Setting up Multiple
redirect_uris on the Meetup.com API
Since roughly September, I've been on-and-off working on contributing a feature request to allow Bridgy to send RSVPs events from my personal website straight to Meetup.com.
In the last couple of weeks I've got to the final hurdle - getting this to work with Bridgy's core application, which performs a few OAuth2 code flows - authorizing "listen" functionality (which is not implemented), authorizing "publish" functionality (which I've added) and authorizing to disable publishing.
When asking Bridgy's author, Ryan Barrett, about this, he mentioned that it was to stop anyone from going to your profile on Bridgy and disabling it - you needed to prove you owned the account before you made changes to it.
To make this these flows easier, Ryan has set up a number of pre-built handlers for these flows, each of which are on different endpoints.
However, the Meetup.com API does not allow for multiple
redirect_uris, which has made this process much more complicated than it needed to be, and has been quite a painful learning experience.
Getting quite annoyed with the complexity overhead of this approach, I set about trying my DuckDuckGo-fu and seeing if I could find anything online, but to no avail.
So I then thought I'd look at whether I could modify the
redirect_uri to add other URIs, on the off chance it worked.
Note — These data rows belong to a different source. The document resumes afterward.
//! # procwrap Command Modules
//!
//! File: cli/src/commands/mod.rs
//! Author: Christi Mahu
//!
//! ## Overview
//!
//! This module aggregates the subcommands of the `procwrap` CLI and the
//! argument types they share. Every handler follows the same shape:
//! 1. Build a `ProcessHandle` from the parsed arguments
//! 2. Move the blocking lifecycle work onto `tokio::task::spawn_blocking`
//! 3. Print the captured output
//! 4. Return a unified `Result` that `main.rs` turns into an exit status
//!
//! ## Command Groups
//!
//! - `run`: Run a command to completion and print its output
//! - `check`: Success-or-die execution with an expected exit code
//! - `installed`: Verify that a program can be spawned at all
//! - `with`: Keep a background command alive while another command runs
//!
use crate::common::process::{CaptureMode, CommandInput, ProcessHandle};
use crate::core::error::{ProcessError, Result};
use anyhow::{anyhow, Context};
use clap::Args;

/// Success-or-die execution with an expected exit code.
pub mod check;
/// Verifies that a program is installed.
pub mod installed;
/// Runs a command to completion and prints its output.
pub mod run;
/// Wraps a command's execution around a background process.
pub mod with;

/// Arguments describing the command to execute, shared by every subcommand.
#[derive(Args, Debug, Clone)]
pub struct TargetArgs {
    /// The command as one shell-syntax string (e.g. "ls -l 'my dir'"). It is
    /// tokenized like a shell would, but never run through a shell.
    #[arg(short = 'c', long = "shell", conflicts_with = "argv")]
    pub shell: Option<String>,

    /// Output capture strategy: "file" (scratch files, default) or "pipe".
    #[arg(long, default_value_t = CaptureMode::File)]
    pub capture: CaptureMode,

    /// The command and its arguments, given after `--`.
    #[arg(id = "argv", last = true)]
    pub argv: Vec<String>,
}

impl TargetArgs {
    /// Resolves the raw command input from `--shell` or the trailing arguments.
    pub fn input(&self) -> Result<CommandInput> {
        match (&self.shell, self.argv.is_empty()) {
            (Some(line), _) => Ok(CommandInput::Shell(line.clone())),
            (None, false) => Ok(CommandInput::Vector(self.argv.clone())),
            (None, true) => Err(anyhow!(ProcessError::InvalidCommand {
                reason: "no command given; pass --shell \"CMD\" or `-- CMD ARGS...`".to_string(),
            })),
        }
    }

    /// Builds the process handle (alias resolution happens here).
    pub fn build_handle(&self) -> Result<ProcessHandle> {
        let handle = ProcessHandle::new(self.input()?)?.with_capture(self.capture);
        tracing::debug!("Prepared handle: {}", handle);
        Ok(handle)
    }
}

/// Runs blocking process work on tokio's blocking pool.
pub(crate) async fn blocking<T, F>(work: F) -> Result<T>
where
    F: FnOnce() -> std::result::Result<T, ProcessError> + Send + 'static,
    T: Send + 'static,
{
    let outcome = tokio::task::spawn_blocking(work)
        .await
        .context("Process task panicked or was cancelled")?;
    Ok(outcome?)
}

/// Prints captured output: stdout to stdout, stderr to stderr.
///
/// Each stream gets back the one trailing newline that capture stripped. An
/// empty stream prints nothing at all, so a child that wrote a single blank
/// line looks the same as one that wrote nothing.
pub(crate) fn print_output(handle: &ProcessHandle) {
    if let Some(out) = handle.stdout().filter(|s| !s.is_empty()) {
        println!("{}", out);
    }
    if let Some(err) = handle.stderr().filter(|s| !s.is_empty()) {
        eprintln!("{}", err);
    }
}

/// Maps a failed command to the exit status of the `procwrap` process.
///
/// A child's own non-zero exit code (1..=255) is passed through; every other
/// failure exits with 1.
pub fn exit_status_for(error: &anyhow::Error) -> i32 {
    match error.downcast_ref::<ProcessError>() {
        Some(ProcessError::UnexpectedExitCode {
            actual: Some(code), ..
        }) if (1..=255).contains(code) => *code,
        _ => 1,
    }
}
Trying with a comma didn't seem to work, but I noticed that when I removed a portion of the path, it still seemed to work. This means that with the pre-registered
redirect_uri=http://localhost:8080/meetup/, I can use any of the following in OAuth2 code flows:
http://localhost:8080/meetup/ http://localhost:8080/meetup/add http://localhost:8080/meetup/publish/finish
I was surprised this would work, as in the past I've seen OAuth2 Authorization Servers be very strict on the validation of a
However, if we look at RFC 6749: The OAuth 2.0 Authorization Framework: Section 126.96.36.199., we can see that it is permitted as per the spec:
The authorization server SHOULD require the client to provide the complete redirection URI (the client MAY use the "state" request parameter to achieve per-request customization). If requiring the registration of the complete redirection URI is not possible, the authorization server SHOULD require the registration of the URI scheme, authority, and path (allowing the client to dynamically vary only the query component of the redirection URI when requesting authorization).
Hopefully this helps those of you still creating Meetup.com APIs, but I do wish that the API documentation would make it known that it's possible!